VON OLIVER GRISS

Günther Gorenzel war es selbst, der in seiner letzten Pressekonferenz auf Giesinger Boden von der Innen- und Außenwahrnehmung gesprochen hat, als es darum ging, wie man grundsätzlich die Spieler des TSV 1860 bewertet. Nach dem 1:2 in Meppen kann es keine zwei Meinungen geben: 1860 befindet sich im Sturzflug! Und viele Fans stellen sich nicht die Frage nach Balance und Nuancen, sondern: Ist dem Österreicher überhaupt bewusst, was er als sportlicher Kopf des TSV 1860 an der Grünwalder Straße gerade anrichtet? Er hat Michael Köllner gefeuert, ohne einen Nachfolger zu haben und spielt seitdem selbst Löwen-Trainer. Mehr schlecht als recht. Seine Bilanz: Zwei Spiele, kein Sieg - und jeweils erbärmliche Leistungen. Ob das mit Köllner schlechter gelaufen wäre? Wollte Gorenzel angesichts des vermeintlich leichten Programms (u.a. Oldenburg, Meppen, Verl und Halle) selbst zum Großmeister bei 1860 aufsteigen?
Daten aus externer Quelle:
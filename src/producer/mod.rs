//! Step producers for each algorithm family
//!
//! A producer runs its algorithm synchronously to completion, recording a
//! step at every semantically meaningful point, and returns the finished
//! [`Trace`](crate::step::Trace).  Recursion is never suspended; only the
//! replay of the recorded steps is pausable, which keeps cancellation safe
//! and instantaneous.
//!
//! Producers are pure: the same input and parameters yield a byte-for-byte
//! identical step sequence.  Tie-breaks are fixed (lowest node index first,
//! leftmost column first, row-major first-empty cell, lowest weight then
//! lowest arena id), and no randomness source exists anywhere in this
//! module.
//!
//! # Producer Modules
//!
//! - [`sorting`]: bubble, selection, insertion, quicksort, merge sort
//! - [`searching`]: linear and binary search
//! - [`graph`]: BFS, DFS, Dijkstra, Prim, Kruskal
//! - [`backtracking`]: N-Queens and Sudoku
//! - [`huffman`]: greedy Huffman tree construction

pub mod backtracking;
pub mod graph;
pub mod huffman;
pub mod searching;
pub mod sorting;

use crate::input::InputError;
use std::fmt;

/// Default cap on recorded steps per trace.
///
/// Generous for every deterministic producer; only a pathological
/// backtracking input can reach it.
pub const DEFAULT_STEP_LIMIT: usize = 200_000;

/// Errors surfaced synchronously from `produce`.
///
/// A failed produce call never returns a partial trace.
#[derive(Debug, Clone, PartialEq)]
pub enum ProduceError {
    /// Malformed or unsatisfiable input
    Input(InputError),

    /// The recorder's step cap was hit mid-search
    TraceLimitExceeded { steps: usize, limit: usize },

    /// A parameter outside the producer's supported range
    BadParameter { message: String },
}

impl fmt::Display for ProduceError {
    fn fmt(&self, f: &mut fmt::Formatter<'_>) -> fmt::Result {
        match self {
            ProduceError::Input(e) => write!(f, "Invalid input: {}", e),
            ProduceError::TraceLimitExceeded { steps, limit } => {
                write!(
                    f,
                    "Trace limit exceeded: {} steps recorded, limit is {}",
                    steps, limit
                )
            }
            ProduceError::BadParameter { message } => {
                write!(f, "Bad parameter: {}", message)
            }
        }
    }
}

impl std::error::Error for ProduceError {}

impl From<InputError> for ProduceError {
    fn from(e: InputError) -> Self {
        ProduceError::Input(e)
    }
}

/// Record one step, mapping a recorder overflow into a [`ProduceError`].
pub(crate) fn push_step(
    recorder: &mut crate::step::StepRecorder,
    kind: crate::step::StepKind,
    description: String,
    snapshot: crate::step::Snapshot,
    progress: f64,
) -> Result<(), ProduceError> {
    let result = recorder.record(kind, description, snapshot, progress);
    result.map_err(|_| ProduceError::TraceLimitExceeded {
        steps: recorder.len(),
        limit: recorder.limit(),
    })
}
17 (!) Millionen Euro haben die Löwen in den letzten drei Jahren in ihren Kader investiert und verschleudert - und es deutet viel darauf hin, dass auch nach dieser Spielzeit nicht der lang ersehnte Aufstieg in die Zweite Liga steht. Zumindest hat Präsident Robert Reisinger den Aufstiegskampf - warum auch immer - für beendet erklärt. Kopfschütteln allerorts und Frustration. Auch Geburtstags-Löwe Thomas Miller (wird heute 60) kann diese Kapitulation nicht nachvollziehen. db24 weiß: Die Mannschaft will, ihr fehlt aber ein klarer Plan und vor allem ein Motivator an der Seitenlinie. Warum sehen die Bosse das nicht - oder wollen sie es nicht sehen?

Der Aufstieg rückt in weite Ferne: Muss 1860 komplett neu aufgestellt werden?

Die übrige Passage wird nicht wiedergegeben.